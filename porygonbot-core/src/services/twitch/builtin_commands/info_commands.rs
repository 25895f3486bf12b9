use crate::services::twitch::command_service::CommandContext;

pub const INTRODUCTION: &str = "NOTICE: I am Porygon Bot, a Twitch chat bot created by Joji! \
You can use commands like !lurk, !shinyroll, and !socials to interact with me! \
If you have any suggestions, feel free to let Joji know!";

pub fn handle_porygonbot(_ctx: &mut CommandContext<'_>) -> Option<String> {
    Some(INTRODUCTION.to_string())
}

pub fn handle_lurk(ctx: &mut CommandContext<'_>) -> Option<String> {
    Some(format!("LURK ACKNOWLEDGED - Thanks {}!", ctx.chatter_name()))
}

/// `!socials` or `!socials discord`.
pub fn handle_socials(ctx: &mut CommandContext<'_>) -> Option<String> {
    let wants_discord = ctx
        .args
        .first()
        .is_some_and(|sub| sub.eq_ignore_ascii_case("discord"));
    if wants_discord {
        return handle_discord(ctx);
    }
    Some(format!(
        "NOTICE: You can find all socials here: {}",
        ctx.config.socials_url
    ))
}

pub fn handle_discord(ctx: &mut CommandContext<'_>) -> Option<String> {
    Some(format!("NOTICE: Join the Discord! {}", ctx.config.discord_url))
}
......
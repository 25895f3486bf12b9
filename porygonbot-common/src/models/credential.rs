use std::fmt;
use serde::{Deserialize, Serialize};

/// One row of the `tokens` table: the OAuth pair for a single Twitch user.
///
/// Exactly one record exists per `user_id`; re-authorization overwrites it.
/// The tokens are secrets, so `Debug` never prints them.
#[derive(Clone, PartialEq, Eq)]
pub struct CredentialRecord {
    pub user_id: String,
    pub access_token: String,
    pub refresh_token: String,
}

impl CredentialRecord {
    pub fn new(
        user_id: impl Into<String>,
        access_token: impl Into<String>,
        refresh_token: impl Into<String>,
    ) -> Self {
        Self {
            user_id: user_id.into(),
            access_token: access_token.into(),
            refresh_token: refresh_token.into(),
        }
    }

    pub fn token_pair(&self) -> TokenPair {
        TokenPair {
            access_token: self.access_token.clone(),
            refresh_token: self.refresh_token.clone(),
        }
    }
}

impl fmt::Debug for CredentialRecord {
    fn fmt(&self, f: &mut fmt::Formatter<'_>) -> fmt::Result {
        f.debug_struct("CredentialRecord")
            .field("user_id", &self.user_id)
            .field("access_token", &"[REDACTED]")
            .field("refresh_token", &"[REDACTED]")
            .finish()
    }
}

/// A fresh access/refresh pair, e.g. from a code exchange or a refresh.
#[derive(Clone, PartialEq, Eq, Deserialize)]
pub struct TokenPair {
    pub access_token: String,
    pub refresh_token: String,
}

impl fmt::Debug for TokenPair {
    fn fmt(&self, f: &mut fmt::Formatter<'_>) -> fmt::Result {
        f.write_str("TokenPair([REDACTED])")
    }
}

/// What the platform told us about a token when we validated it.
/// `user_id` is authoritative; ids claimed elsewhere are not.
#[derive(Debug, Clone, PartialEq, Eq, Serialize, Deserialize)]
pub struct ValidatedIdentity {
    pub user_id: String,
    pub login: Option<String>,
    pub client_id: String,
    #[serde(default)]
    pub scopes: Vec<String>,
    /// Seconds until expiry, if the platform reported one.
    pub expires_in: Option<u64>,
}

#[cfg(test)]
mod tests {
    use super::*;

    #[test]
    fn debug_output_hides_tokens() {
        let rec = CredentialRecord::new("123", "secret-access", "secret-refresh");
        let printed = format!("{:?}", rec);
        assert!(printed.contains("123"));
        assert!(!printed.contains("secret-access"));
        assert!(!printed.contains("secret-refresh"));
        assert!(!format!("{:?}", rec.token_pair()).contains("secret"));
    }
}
......
*TASK GOAL:* Copy out every line of the listing that includes the string "Deserialize".

*OUTPUT OF THE EXERCISE:*
use serde::{Deserialize, Serialize};
#[derive(Clone, PartialEq, Eq, Deserialize)]
#[derive(Debug, Clone, PartialEq, Eq, Serialize, Deserialize)]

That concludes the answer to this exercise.